Another recent work [17] exploits weight and feature map sparsity using a more efficient encoding for zeros. While this approach targets similar goals, it requires having high sparsity, which is often unavailable in the first and the largest feature maps. In addition, a special control and encoding-decoding logic decrease the benefits of this approach. In our work, compressed feature maps are stored in a dense form without the need of special control and enconding-decoding logic.

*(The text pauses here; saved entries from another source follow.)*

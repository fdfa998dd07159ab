//! The line-oriented wire protocol.
//!
//! Every packet is a newline-free UTF-8 string whose first four bytes are a
//! fixed-width code. The remainder is the payload: `|`-separated fields,
//! with `:`-separated sub-fields where a field is an id/value group.
//!
//! POS3 and SCOR carry absolute state and are safe to re-apply; POS1, POW1
//! and POW2 are incremental and are not. The transport is trusted to
//! deliver each line whole, in order, at most once.

use crate::entity::Direction;
use crate::powerup::PowerUpKind;
use thiserror::Error;

pub const CODE_LEN: usize = 4;
pub const MOVEMENT_CODE: &str = "POS1";
pub const POSITIONS_CODE: &str = "POS3";
pub const INVENTORY_CODE: &str = "POW0";
pub const ACTIVATE_CODE: &str = "POW1";
pub const TRAP_CODE: &str = "POW2";
pub const SCORE_CODE: &str = "SCOR";
pub const STOP_CODE: &str = "STOP";

/// Codes the incoming pipeline will route to telemetry.
pub const KNOWN_CODES: [&str; 7] = [
    MOVEMENT_CODE,
    POSITIONS_CODE,
    INVENTORY_CODE,
    ACTIVATE_CODE,
    TRAP_CODE,
    SCORE_CODE,
    STOP_CODE,
];

/// A fault in an individual packet. Recoverable: the packet is logged and
/// discarded, the pipeline keeps draining.
#[derive(Debug, Error, PartialEq, Eq)]
pub enum ProtocolError {
    #[error("packet shorter than a 4-byte code: {0:?}")]
    Truncated(String),
    #[error("unrecognised packet code: {0:?}")]
    UnknownCode(String),
    #[error("malformed {context} payload: {detail}")]
    Malformed {
        context: &'static str,
        detail: String,
    },
}

fn malformed(context: &'static str, detail: impl Into<String>) -> ProtocolError {
    ProtocolError::Malformed {
        context,
        detail: detail.into(),
    }
}

fn parse_usize(context: &'static str, field: &str) -> Result<usize, ProtocolError> {
    field
        .parse::<usize>()
        .map_err(|e| malformed(context, format!("{field:?}: {e}")))
}

fn parse_u32(context: &'static str, field: &str) -> Result<u32, ProtocolError> {
    field
        .parse::<u32>()
        .map_err(|e| malformed(context, format!("{field:?}: {e}")))
}

fn parse_f64(context: &'static str, field: &str) -> Result<f64, ProtocolError> {
    field
        .parse::<f64>()
        .map_err(|e| malformed(context, format!("{field:?}: {e}")))
}

fn parse_direction(context: &'static str, field: &str) -> Result<Direction, ProtocolError> {
    let tag = field
        .parse::<i32>()
        .map_err(|e| malformed(context, format!("{field:?}: {e}")))?;
    Direction::from_int(tag).ok_or_else(|| malformed(context, format!("direction tag {tag}")))
}

fn parse_power_up(context: &'static str, field: &str) -> Result<PowerUpKind, ProtocolError> {
    let tag = field
        .parse::<i32>()
        .map_err(|e| malformed(context, format!("{field:?}: {e}")))?;
    PowerUpKind::from_int(tag).ok_or_else(|| malformed(context, format!("power-up tag {tag}")))
}

/// One locally captured control: which client wants to face which way.
/// Serialised as `clientId:directionInt`, the same sub-field group POS1
/// opens with.
#[derive(Debug, Clone, Copy, PartialEq, Eq)]
pub struct Input {
    pub client_id: usize,
    pub direction: Direction,
}

impl Input {
    pub fn new(client_id: usize, direction: Direction) -> Self {
        Self {
            client_id,
            direction,
        }
    }

    pub fn to_wire(&self) -> String {
        format!("{}:{}", self.client_id, self.direction.to_int())
    }

    pub fn from_wire(raw: &str) -> Result<Input, ProtocolError> {
        let mut parts = raw.split(':');
        let (Some(id), Some(dir), None) = (parts.next(), parts.next(), parts.next()) else {
            return Err(malformed("input", format!("{raw:?}")));
        };
        Ok(Input {
            client_id: parse_usize("input", id)?,
            direction: parse_direction("input", dir)?,
        })
    }
}

/// One entity's slot in a POS3 snapshot.
#[derive(Debug, Clone, Copy, PartialEq)]
pub struct EntityPosition {
    pub id: usize,
    pub direction: Direction,
    pub x: f64,
    pub y: f64,
}

/// A decoded packet, one variant per wire code.
#[derive(Debug, Clone, PartialEq)]
pub enum Packet {
    /// POS1: one entity moved; incremental.
    Movement {
        input: Input,
        x: f64,
        y: f64,
        mipsman_id: usize,
    },
    /// POS3: full position/direction snapshot; absolute.
    Positions {
        entities: Vec<EntityPosition>,
        mipsman_id: usize,
    },
    /// POW0: inventory grants, applied only by the matching client.
    Inventory { grants: Vec<(usize, PowerUpKind)> },
    /// POW1: a power-up was activated at a location; incremental.
    Activate {
        client_id: usize,
        kind: PowerUpKind,
        x: f64,
        y: f64,
    },
    /// POW2: a trap box appeared at a cell; incremental.
    TrapBox { x: f64, y: f64 },
    /// SCOR: authoritative scores, positional by entity index; absolute.
    Scores { scores: Vec<u32> },
    /// STOP: session end.
    Stop,
}

impl Packet {
    pub fn code(&self) -> &'static str {
        match self {
            Packet::Movement { .. } => MOVEMENT_CODE,
            Packet::Positions { .. } => POSITIONS_CODE,
            Packet::Inventory { .. } => INVENTORY_CODE,
            Packet::Activate { .. } => ACTIVATE_CODE,
            Packet::TrapBox { .. } => TRAP_CODE,
            Packet::Scores { .. } => SCORE_CODE,
            Packet::Stop => STOP_CODE,
        }
    }

    pub fn encode(&self) -> String {
        match self {
            Packet::Movement {
                input,
                x,
                y,
                mipsman_id,
            } => format!("{MOVEMENT_CODE}{}|{x}|{y}|{mipsman_id}", input.to_wire()),
            Packet::Positions {
                entities,
                mipsman_id,
            } => {
                let mut fields: Vec<String> = entities
                    .iter()
                    .map(|e| format!("{}:{}:{}:{}", e.id, e.direction.to_int(), e.x, e.y))
                    .collect();
                fields.push(mipsman_id.to_string());
                format!("{POSITIONS_CODE}{}", fields.join("|"))
            }
            Packet::Inventory { grants } => {
                let fields: Vec<String> = grants
                    .iter()
                    .map(|(id, kind)| format!("{id}:{}", kind.to_int()))
                    .collect();
                format!("{INVENTORY_CODE}{}", fields.join("|"))
            }
            Packet::Activate {
                client_id,
                kind,
                x,
                y,
            } => format!("{ACTIVATE_CODE}{client_id}|{}|{x}|{y}", kind.to_int()),
            Packet::TrapBox { x, y } => format!("{TRAP_CODE}{x}|{y}"),
            Packet::Scores { scores } => {
                let fields: Vec<String> = scores.iter().map(|s| s.to_string()).collect();
                format!("{SCORE_CODE}{}", fields.join("|"))
            }
            Packet::Stop => STOP_CODE.to_string(),
        }
    }

    /// Splits off the 4-byte code and parses the payload it announces.
    pub fn decode(raw: &str) -> Result<Packet, ProtocolError> {
        if raw.len() < CODE_LEN || !raw.is_char_boundary(CODE_LEN) {
            return Err(ProtocolError::Truncated(raw.to_string()));
        }
        let (code, payload) = raw.split_at(CODE_LEN);
        match code {
            MOVEMENT_CODE => Self::decode_movement(payload),
            POSITIONS_CODE => Self::decode_positions(payload),
            INVENTORY_CODE => Self::decode_inventory(payload),
            ACTIVATE_CODE => Self::decode_activate(payload),
            TRAP_CODE => Self::decode_trap(payload),
            SCORE_CODE => Self::decode_scores(payload),
            STOP_CODE => Ok(Packet::Stop),
            _ => Err(ProtocolError::UnknownCode(raw.to_string())),
        }
    }

    fn decode_movement(payload: &str) -> Result<Packet, ProtocolError> {
        let fields: Vec<&str> = payload.split('|').collect();
        if fields.len() != 4 {
            return Err(malformed(
                MOVEMENT_CODE,
                format!("expected 4 fields, got {}", fields.len()),
            ));
        }
        Ok(Packet::Movement {
            input: Input::from_wire(fields[0])?,
            x: parse_f64(MOVEMENT_CODE, fields[1])?,
            y: parse_f64(MOVEMENT_CODE, fields[2])?,
            mipsman_id: parse_usize(MOVEMENT_CODE, fields[3])?,
        })
    }

    fn decode_positions(payload: &str) -> Result<Packet, ProtocolError> {
        let fields: Vec<&str> = payload.split('|').collect();
        if fields.len() < 2 {
            return Err(malformed(
                POSITIONS_CODE,
                format!("expected entity groups and a mipsman id, got {payload:?}"),
            ));
        }
        let mipsman_id = parse_usize(POSITIONS_CODE, fields[fields.len() - 1])?;
        let mut entities = Vec::with_capacity(fields.len() - 1);
        for group in &fields[..fields.len() - 1] {
            let parts: Vec<&str> = group.split(':').collect();
            if parts.len() != 4 {
                return Err(malformed(
                    POSITIONS_CODE,
                    format!("entity group {group:?}"),
                ));
            }
            entities.push(EntityPosition {
                id: parse_usize(POSITIONS_CODE, parts[0])?,
                direction: parse_direction(POSITIONS_CODE, parts[1])?,
                x: parse_f64(POSITIONS_CODE, parts[2])?,
                y: parse_f64(POSITIONS_CODE, parts[3])?,
            });
        }
        Ok(Packet::Positions {
            entities,
            mipsman_id,
        })
    }

    fn decode_inventory(payload: &str) -> Result<Packet, ProtocolError> {
        let mut grants = Vec::new();
        for group in payload.split('|') {
            let parts: Vec<&str> = group.split(':').collect();
            if parts.len() != 2 {
                return Err(malformed(INVENTORY_CODE, format!("grant {group:?}")));
            }
            grants.push((
                parse_usize(INVENTORY_CODE, parts[0])?,
                parse_power_up(INVENTORY_CODE, parts[1])?,
            ));
        }
        Ok(Packet::Inventory { grants })
    }

    fn decode_activate(payload: &str) -> Result<Packet, ProtocolError> {
        let fields: Vec<&str> = payload.split('|').collect();
        if fields.len() != 4 {
            return Err(malformed(
                ACTIVATE_CODE,
                format!("expected 4 fields, got {}", fields.len()),
            ));
        }
        Ok(Packet::Activate {
            client_id: parse_usize(ACTIVATE_CODE, fields[0])?,
            kind: parse_power_up(ACTIVATE_CODE, fields[1])?,
            x: parse_f64(ACTIVATE_CODE, fields[2])?,
            y: parse_f64(ACTIVATE_CODE, fields[3])?,
        })
    }

    fn decode_trap(payload: &str) -> Result<Packet, ProtocolError> {
        let fields: Vec<&str> = payload.split('|').collect();
        if fields.len() != 2 {
            return Err(malformed(
                TRAP_CODE,
                format!("expected 2 fields, got {}", fields.len()),
            ));
        }
        Ok(Packet::TrapBox {
            x: parse_f64(TRAP_CODE, fields[0])?,
            y: parse_f64(TRAP_CODE, fields[1])?,
        })
    }

    fn decode_scores(payload: &str) -> Result<Packet, ProtocolError> {
        let scores = payload
            .split('|')
            .map(|field| parse_u32(SCORE_CODE, field))
            .collect::<Result<Vec<u32>, ProtocolError>>()?;
        Ok(Packet::Scores { scores })
    }
}
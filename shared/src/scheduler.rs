//! Fixed-tick driver for a telemetry instance.

use log::debug;
use std::future::Future;
use std::time::Duration;
use tokio::sync::watch;
use tokio::task::JoinHandle;
use tokio::time::{interval, MissedTickBehavior};

/// Runs an async handler at a fixed wall-clock interval on its own task.
/// Pausing skips ticks without tearing the task down; stopping is
/// idempotent. The handler returning `false` also ends the loop, which is
/// how a decoded STOP reaches the scheduler.
pub struct Scheduler {
    pause_tx: watch::Sender<bool>,
    stop_tx: watch::Sender<bool>,
    handle: JoinHandle<()>,
}

impl Scheduler {
    pub fn spawn<F, Fut>(period: Duration, mut tick: F) -> Scheduler
    where
        F: FnMut() -> Fut + Send + 'static,
        Fut: Future<Output = bool> + Send,
    {
        let (pause_tx, pause_rx) = watch::channel(false);
        let (stop_tx, mut stop_rx) = watch::channel(false);

        let handle = tokio::spawn(async move {
            let mut ticker = interval(period);
            ticker.set_missed_tick_behavior(MissedTickBehavior::Skip);
            // The first tick of a tokio interval fires immediately.
            ticker.tick().await;

            loop {
                tokio::select! {
                    _ = ticker.tick() => {
                        if *pause_rx.borrow() {
                            continue;
                        }
                        if !tick().await {
                            break;
                        }
                    }
                    changed = stop_rx.changed() => {
                        if changed.is_err() || *stop_rx.borrow() {
                            break;
                        }
                    }
                }
            }
        });

        Scheduler {
            pause_tx,
            stop_tx,
            handle,
        }
    }

    pub fn pause(&self) {
        debug!("tick loop paused");
        let _ = self.pause_tx.send(true);
    }

    pub fn resume(&self) {
        debug!("tick loop resumed");
        let _ = self.pause_tx.send(false);
    }

    pub fn stop(&self) {
        debug!("tick loop stopping");
        let _ = self.stop_tx.send(true);
    }

    pub fn is_finished(&self) -> bool {
        self.handle.is_finished()
    }

    /// Waits for the tick task to wind down after a stop.
    pub async fn join(self) {
        let _ = self.handle.await;
    }
}

#[cfg(test)]
mod tests {
    use super::*;
    use std::sync::atomic::{AtomicU32, Ordering};
    use std::sync::Arc;
    use tokio::time::sleep;

    #[tokio::test(flavor = "multi_thread")]
    async fn ticks_at_fixed_interval() {
        let count = Arc::new(AtomicU32::new(0));
        let counter = Arc::clone(&count);
        let scheduler = Scheduler::spawn(Duration::from_millis(5), move || {
            let counter = Arc::clone(&counter);
            async move {
                counter.fetch_add(1, Ordering::SeqCst);
                true
            }
        });

        sleep(Duration::from_millis(60)).await;
        assert!(count.load(Ordering::SeqCst) >= 4);
        scheduler.stop();
        scheduler.join().await;
    }

    #[tokio::test(flavor = "multi_thread")]
    async fn pause_and_resume() {
        let count = Arc::new(AtomicU32::new(0));
        let counter = Arc::clone(&count);
        let scheduler = Scheduler::spawn(Duration::from_millis(5), move || {
            let counter = Arc::clone(&counter);
            async move {
                counter.fetch_add(1, Ordering::SeqCst);
                true
            }
        });

        sleep(Duration::from_millis(30)).await;
        scheduler.pause();
        sleep(Duration::from_millis(20)).await;
        let paused_at = count.load(Ordering::SeqCst);
        sleep(Duration::from_millis(30)).await;
        assert_eq!(count.load(Ordering::SeqCst), paused_at);

        scheduler.resume();
        sleep(Duration::from_millis(30)).await;
        assert!(count.load(Ordering::SeqCst) > paused_at);

        scheduler.stop();
        scheduler.join().await;
    }

    #[tokio::test(flavor = "multi_thread")]
    async fn handler_returning_false_stops_the_loop() {
        let count = Arc::new(AtomicU32::new(0));
        let counter = Arc::clone(&count);
        let scheduler = Scheduler::spawn(Duration::from_millis(2), move || {
            let counter = Arc::clone(&counter);
            async move { counter.fetch_add(1, Ordering::SeqCst) < 3 }
        });

        sleep(Duration::from_millis(50)).await;
        assert!(scheduler.is_finished());
        assert_eq!(count.load(Ordering::SeqCst), 3);
    }

    #[tokio::test(flavor = "multi_thread")]
    async fn stop_is_idempotent() {
        let scheduler = Scheduler::spawn(Duration::from_millis(2), || async { true });
        scheduler.stop();
        scheduler.stop();
        sleep(Duration::from_millis(20)).await;
        assert!(scheduler.is_finished());
    }
}
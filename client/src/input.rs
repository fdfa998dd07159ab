//! Local control capture: direction intents become queued inputs.

use log::debug;
use shared::protocol::Input;
use shared::{Direction, SessionError};
use tokio::sync::mpsc;

/// Turns raw direction intents into [`Input`] values on the outgoing
/// queue, suppressing repeats of the direction already requested so key
/// repeat does not flood the pipeline.
pub struct InputBuffer {
    client_id: usize,
    last_queued: Option<Direction>,
    queue: mpsc::UnboundedSender<Input>,
}

impl InputBuffer {
    pub fn new(client_id: usize, queue: mpsc::UnboundedSender<Input>) -> Self {
        Self {
            client_id,
            last_queued: None,
            queue,
        }
    }

    pub fn client_id(&self) -> usize {
        self.client_id
    }

    /// Queues a direction change for the outgoing pipeline.
    pub fn press(&mut self, direction: Direction) -> Result<(), SessionError> {
        if self.last_queued == Some(direction) {
            debug!("suppressing repeated {direction:?}");
            return Ok(());
        }
        self.queue
            .send(Input::new(self.client_id, direction))
            .map_err(|_| SessionError::TransportClosed)?;
        self.last_queued = Some(direction);
        Ok(())
    }
}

3 Feature Map Compression Methods

3.1 Model and Notation

The input feature map of lth convolutional layer in commonly used DNNs can be represented by a tensor \(\varvec{\mathsf {X}}^{l-1}\in \mathbb {R}^{\acute{C} \times H \times W}\), where \(\acute{C}\), H and W are the number of input channels, the height and the width, respectively. The input \(\varvec{\mathsf {X}}^{l-1}\) is convolved with a weight tensor \(\varvec{\mathsf {W}}^{l}\in \mathbb {R}^{C \times \acute{C} \times H_f \times W_f}\), where C is the number of output channels, \(H_f\) and \(W_f\) are the height and the width of filter kernel, respectively. A bias vector \(\varvec{ b }\in \mathbb {R}^{C}\) is added to the result of convolution operation. Once all C channels are computed, an element-wise nonlinear function is applied to the result of the convolution operations. Then, the cth channel of the output tensor \(\varvec{\mathsf {X}}^{l}\in \mathbb {R}^{C \times H \times W}\) can be computed as

$$\begin{aligned} \varvec{\mathsf {X}}^{l}_{c} = g \left( \varvec{\mathsf {W}}^{l}_{c} *\varvec{\mathsf {X}}^{l-1} + \varvec{ b }_{c} \right) , \end{aligned}$$
(1)

where \(*\) denotes convolution and g() is some nonlinear function. In this paper, we assume g() is the most commonly used ReLU defined as \(g(x)=\max {(0,x)}\) such that all activations are non-negative.

Fig. 1.
figure 1

The unified model of conventional methods: fusion allows to keep only bottleneck feature maps and quantization compresses each activation.

3.2 Conventional Methods

We formally describe previously proposed methods briefly reviewed in Sect. 2 using the unified model illustrated in Fig. 1. To simplify notation, biases are not shown. Consider a network built using multiple convolutional layers and processed according to (1). Similar to Alwani et al. [1], calculation of N sequential layers can be fused together without storing intermediate feature maps \(\varvec{\mathsf {X}}^{l-N+1},\ldots ,\varvec{\mathsf {X}}^{l-1}\). For example, fusion can be done in a channel-wise fashion using memory buffers which are much smaller than the whole feature map. Then, feature map \(\varvec{\mathsf {X}}^{l}\in \mathbb {R}\) can be quantized into \(\varvec{\mathsf {\hat{X}}}^{l}\in \mathcal {Q}\) using a nonlinear quantization function q() where \(\mathcal {Q}\) is a finite field over integers. The quantization step may introduce a drop in accuracy due to imperfect approximation. The network can be further finetuned to restore some of the original accuracy [3, 6]. The network architecture is not changed after quantization and feature maps can be compressed only up to a certain suboptimal bitwidth resolution.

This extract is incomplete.